El Gran Turco se
dio cuenta de que los libros y la sana doctrina proporcionan a los hombres, más
que cualquier otra cosa, el sentido de su dignidad como personas y el odio por
la tiranía, de modo que no tiene en sus tierras a muchos sabios, ni tampoco los
solicita. Y en cualquier otro lugar, por elevado que sea el número de fieles a
la libertad, su celo y el amor que le prodigan permanecen pese a todo sin
efecto porque no logran entenderse entre ellos. La libertad de actuar, hablar y
de pensar les está casi totalmente vetada con el tirano y permanecen aislados
por completo en sus fantasías. Así pues, Momo, el dios burlón, no se mofó demasiado
del hombre que Vulcano había creado por no haberle puesto una ventanita en el
corazón para que, por ella, pudiesen leerse sus pensamientos.
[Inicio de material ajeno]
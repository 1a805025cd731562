//! ScyllaDB probe
//!
//! Opens a session the same way services do (from a config file or `SCYLLA_*`
//! environment variables) and reports whether the cluster answers.

use std::path::PathBuf;

use clap::{Parser, Subcommand, ValueEnum};
use core_config::tracing::{init_tracing, install_color_eyre};
use core_config::{Environment, FromEnv};
use eyre::{Result, WrapErr};
use scylladbh::{
    Configuration, DockerInspect, check_health_detailed, get_cluster_info, new_docker_session,
    new_session, resolve_configuration,
};
use tracing::info;

#[derive(Parser)]
#[command(name = "scylla-probe")]
#[command(about = "Open a ScyllaDB session from configuration and report cluster health")]
struct Cli {
    /// Configuration file (.toml or .json). Defaults to SCYLLA_* environment variables.
    #[arg(short, long, global = true)]
    config: Option<PathBuf>,

    /// Treat nodes as container names and connect to their IP addresses
    #[arg(short, long, global = true)]
    docker: bool,

    /// `docker inspect` template path holding the container IP (used by --docker and resolve)
    #[arg(long, global = true)]
    inspect_path: Option<String>,

    #[command(subcommand)]
    command: Commands,
}

#[derive(Subcommand)]
enum Commands {
    /// Connect and print health and cluster information
    Check,

    /// Print the effective configuration (password redacted)
    PrintConfig {
        #[arg(short, long, value_enum, default_value_t = Format::Toml)]
        format: Format,
    },

    /// Resolve container names to IP addresses without connecting
    Resolve,
}

#[derive(Clone, Copy, ValueEnum)]
enum Format {
    Toml,
    Json,
}

fn load_configuration(path: Option<&PathBuf>) -> Result<Configuration> {
    match path {
        Some(path) => Configuration::from_file(path)
            .wrap_err_with(|| format!("Failed to load {}", path.display())),
        None => Configuration::from_env().wrap_err("Failed to load configuration from environment"),
    }
}

#[tokio::main]
async fn main() -> Result<()> {
    install_color_eyre();

    let environment = Environment::from_env();
    init_tracing(&environment);

    let cli = Cli::parse();
    let config = load_configuration(cli.config.as_ref())?;

    match cli.command {
        Commands::Check => {
            let session = if cli.docker {
                new_docker_session(&config, cli.inspect_path.as_deref()).await?
            } else {
                new_session(&config).await?
            };

            let health = check_health_detailed(&session).await;
            let cluster = get_cluster_info(&session).await?;

            info!(healthy = health.healthy, "Health check finished");

            let report = serde_json::json!({
                "healthy": health.healthy,
                "message": health.message,
                "responseTimeMs": health.response_time_ms,
                "version": health.version,
                "clusterName": cluster.cluster_name,
                "datacenter": cluster.datacenter,
                "rack": cluster.rack,
            });
            println!("{}", serde_json::to_string_pretty(&report)?);

            if !health.healthy {
                eyre::bail!("cluster is unhealthy");
            }
        }

        Commands::PrintConfig { format } => {
            let mut redacted = config;
            if !redacted.password.is_empty() {
                redacted.password = "***".to_string();
            }

            let rendered = match format {
                Format::Toml => toml::to_string_pretty(&redacted)?,
                Format::Json => serde_json::to_string_pretty(&redacted)?,
            };
            println!("{}", rendered);
        }

        Commands::Resolve => {
            let resolver = DockerInspect::new(cli.inspect_path.as_deref());
            let resolved = resolve_configuration(&config, &resolver).await?;

            let containers = config.nodes.iter().filter(|n| !n.trim().is_empty());
            for (container, ip) in containers.zip(resolved.nodes.iter()) {
                println!("{}\t{}", container, ip);
            }
        }
    }

    Ok(())
}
Se cuenta que Bruto, Casio y Casca, cuando emprendieron la liberación de
Roma, o, mejor dicho, del mundo entero, no quisieron que Cicerón, el gran
celador del bien público (si alguna vez los hubo), participara. Estimaron su
corazón demasiado vulnerable para tan arriesgada hazaña; confiaban en su
voluntad, pero no en su valentía. Sin embargo, quien quiera recordar la
historia y consultar antiguos anales, comprobará que pocos fueron aquellos que,
viendo a su país mal llevado y en malas manos, tomaron, con buenas, cabales y
sinceras intenciones, la decisión de liberarlo y no llegaron hasta el final, y
que la libertad los ha siempre favorecido. Harmodio, Aristogitón, Trasíbulo,
Bruto el viejo, Valerio y Dión, quienes concibieron tan virtuoso proyecto, lo
llevaron a cabo felizmente: en esos casos, casi nunca a buen deseo mala
fortuna. Bruto el joven y Casio suprimieron con gran acierto la servidumbre,
pero, poco después de devolver la libertad, murieron, no miserablemente (¡qué blasfemia sería decir que
esos hombres pudieran morir, o vivir, miserablemente!), pero sí con gran
perjuicio, desgracia y ruina para la República que fue, al parecer, enterrada
con ellos.
Las otras acciones emprendidas después contra los emperadores romanos no
fueron más allá de conjuras urdidas por algunos ambiciosos o los que no hay que
compadecer por las penas de que fueron víctimas. Es evidente que lo que querían
no era suprimir, sino cambiar de cabeza la corona, con la intención de echar al
tirano, pero de conservar la tiranía. A esos, ni yo mismo les habría deseado
suerte, y me alegro de que hayan mostrado con su ejemplo que no se debe abusar
del santo nombre de libertad para llevar a cabo malas empresas.
Pero, volviendo
al hilo de mi discurso, del que casi me había apartado, la primera razón por la
cual los hombres sirven de buen grado es la de que nacen siervos y son educados
como tales. De ésta se desprende otra: bajo el yugo del tirano, es más fácil
volverse cobarde y apocado. Le estoy muy agradecido a Hipócrates, el padre de
la medicina, quien así lo afirmó en uno de sus libros: De las enfermedades.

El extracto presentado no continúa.